Patients can only make a non-urgent appointment between the magic hours of 3pm and 4.30pm on a Friday afternoon, and that appointment will be for four weeks ahead. My testing experience is not an isolated one, as I found out when I bored friends and family with my tale of woe.

Little wonder we increasingly turn to Dr Google to diagnose and treat our ailments. But important though digital medicine will be in the future, it cannot and should not replace the human touch.

The days of the family GP who knew all her patients by their first name are long gone. Scotland faces a GP shortage. The Royal College of General Practioners Scotland predicts we will be short of 856 full-time GPs by 2021, which suggests we will need considerably more than 1,000 new recruits if the majority want to work part-time.

What’s the answer? More courses to allow nurses and paramedics to develop their careers and become primary care medics is one route.

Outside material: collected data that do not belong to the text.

//! Configuration management for query-batch.
//!
//! Handles loading configuration from a TOML file and environment variables.
//! Command-line arguments take precedence over both.

use crate::error::{BatchError, Result};
use crate::output::OutputFormat;
use crate::query::OnError;
use serde::{Deserialize, Serialize};
use std::path::{Path, PathBuf};

/// Environment variable naming the database file.
pub const DATABASE_ENV: &str = "QBATCH_DATABASE";

/// Main configuration structure.
#[derive(Debug, Clone, Default, PartialEq, Serialize, Deserialize)]
#[serde(deny_unknown_fields)]
pub struct Config {
    #[serde(default)]
    pub source: SourceConfig,

    #[serde(default)]
    pub runner: RunnerConfig,

    #[serde(default)]
    pub output: OutputConfig,
}

/// Where the data comes from.
#[derive(Debug, Clone, Default, PartialEq, Serialize, Deserialize)]
#[serde(deny_unknown_fields)]
pub struct SourceConfig {
    /// SQLite database file.
    pub path: Option<PathBuf>,
}

impl SourceConfig {
    /// Fills in the database path from `QBATCH_DATABASE` if none is set.
    pub fn apply_env_defaults(&mut self) {
        if self.path.is_none() {
            self.path = std::env::var_os(DATABASE_ENV).map(PathBuf::from);
        }
    }
}

/// Batch execution settings.
#[derive(Debug, Clone, Default, PartialEq, Serialize, Deserialize)]
#[serde(deny_unknown_fields)]
pub struct RunnerConfig {
    /// Failure policy for individual queries.
    #[serde(default)]
    pub on_error: OnError,
}

/// Rendering settings.
#[derive(Debug, Clone, Default, PartialEq, Serialize, Deserialize)]
#[serde(deny_unknown_fields)]
pub struct OutputConfig {
    #[serde(default)]
    pub format: OutputFormat,
}

impl Config {
    /// Returns the default config file path for the current platform.
    pub fn default_path() -> PathBuf {
        dirs::config_dir()
            .unwrap_or_else(|| PathBuf::from("."))
            .join("query-batch")
            .join("config.toml")
    }

    /// Loads configuration from a TOML file. A missing file yields defaults.
    pub fn load_from_file(path: &Path) -> Result<Self> {
        if !path.exists() {
            return Ok(Self::default());
        }

        let content = std::fs::read_to_string(path)
            .map_err(|e| BatchError::config(format!("Failed to read config file: {e}")))?;

        Self::parse_toml(&content, path)
    }

    /// Parses configuration from a TOML string.
    fn parse_toml(content: &str, path: &Path) -> Result<Self> {
        toml::from_str(content).map_err(|e| {
            BatchError::config(format!(
                "Configuration error in {}:\n  {}",
                path.display(),
                e
            ))
        })
    }
}
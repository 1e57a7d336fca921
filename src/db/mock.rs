//! Mock database client for testing.
//!
//! Returns scripted tables or failures per SQL statement and records what
//! was executed, so runner behaviour can be checked without a database file.

use super::{DatabaseClient, ResultTable};
use crate::error::{BatchError, QueryFailureKind, Result};
use async_trait::async_trait;
use std::collections::HashMap;
use std::sync::atomic::{AtomicBool, Ordering};
use std::sync::{Arc, Mutex};

#[derive(Debug, Clone)]
enum Scripted {
    Table(ResultTable),
    Failure(QueryFailureKind, String),
}

/// A mock database client that returns predefined results.
///
/// Statements without a scripted response fail the way SQLite reports a
/// missing table.
#[derive(Debug, Default)]
pub struct MockDatabaseClient {
    responses: HashMap<String, Scripted>,
    probe: MockProbe,
}

/// Observes a [`MockDatabaseClient`] after it has been handed to a runner.
#[derive(Debug, Clone, Default)]
pub struct MockProbe {
    executed: Arc<Mutex<Vec<String>>>,
    closed: Arc<AtomicBool>,
}

impl MockProbe {
    /// Returns the statements executed so far, in order.
    pub fn executed(&self) -> Vec<String> {
        self.executed
            .lock()
            .map(|guard| guard.clone())
            .unwrap_or_default()
    }

    /// Returns true once the client has been closed.
    pub fn is_closed(&self) -> bool {
        self.closed.load(Ordering::SeqCst)
    }
}

impl MockDatabaseClient {
    /// Creates a new mock client with no scripted responses.
    pub fn new() -> Self {
        Self::default()
    }

    /// Scripts `sql` to return `table`.
    pub fn with_table(mut self, sql: impl Into<String>, table: ResultTable) -> Self {
        self.responses.insert(sql.into(), Scripted::Table(table));
        self
    }

    /// Scripts `sql` to fail with the given kind and engine message.
    pub fn with_failure(
        mut self,
        sql: impl Into<String>,
        kind: QueryFailureKind,
        message: impl Into<String>,
    ) -> Self {
        self.responses
            .insert(sql.into(), Scripted::Failure(kind, message.into()));
        self
    }

    /// Returns a probe that stays valid after the client is moved.
    pub fn probe(&self) -> MockProbe {
        self.probe.clone()
    }
}

#[async_trait]
impl DatabaseClient for MockDatabaseClient {
    async fn execute_query(&self, sql: &str) -> Result<ResultTable> {
        if self.probe.is_closed() {
            return Err(BatchError::internal("query on closed mock client"));
        }
        if let Ok(mut executed) = self.probe.executed.lock() {
            executed.push(sql.to_string());
        }

        match self.responses.get(sql) {
            Some(Scripted::Table(table)) => Ok(table.clone()),
            Some(Scripted::Failure(kind, message)) => {
                Err(BatchError::execution(*kind, message.clone()))
            }
            None => Err(BatchError::execution(
                QueryFailureKind::Execution,
                format!("no such table in mock: {sql}"),
            )),
        }
    }

    async fn close(&self) -> Result<()> {
        self.probe.closed.store(true, Ordering::SeqCst);
        Ok(())
    }
}
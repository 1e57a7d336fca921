//! Database abstraction layer for query-batch.
//!
//! Provides a trait-based interface over the relational engine so the runner
//! can be driven by the SQLite client in production and by a scripted mock
//! in tests.

mod mock;
mod sqlite;
mod types;

pub use mock::{MockDatabaseClient, MockProbe};
pub use sqlite::SqliteClient;
pub use types::{ColumnInfo, ResultTable, Row, Value};

use crate::error::Result;
use async_trait::async_trait;
use std::path::Path;

/// Opens the database file at `path` and returns an exclusively owned handle.
///
/// The file must already exist; it is opened read-only.
pub async fn open(path: &Path) -> Result<Box<dyn DatabaseClient>> {
    let client = SqliteClient::open(path).await?;
    Ok(Box::new(client))
}

/// Trait defining the interface for database clients.
///
/// Query failures are returned as unattributed `BatchError::Query` values;
/// the caller knows which label the SQL belongs to.
#[async_trait]
pub trait DatabaseClient: Send + Sync {
    /// Executes a SQL query and returns the materialized result table.
    async fn execute_query(&self, sql: &str) -> Result<ResultTable>;

    /// Closes the database connection.
    async fn close(&self) -> Result<()>;
}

But perhaps we should also consider contracts that commit new GPs to working full-time for a proportion of their lucrative career in exchange for their training. A recent survey by the respected medical think-tank, the King’s Fund, showed that only one in 20 GP trainees intended to work full time ten years after finishing their training.

That is simply unsustainable. The Edinburgh Seven saw medicine as their life’s work. Is it too much to ask that today’s medics, men and women, show some of the same commitment?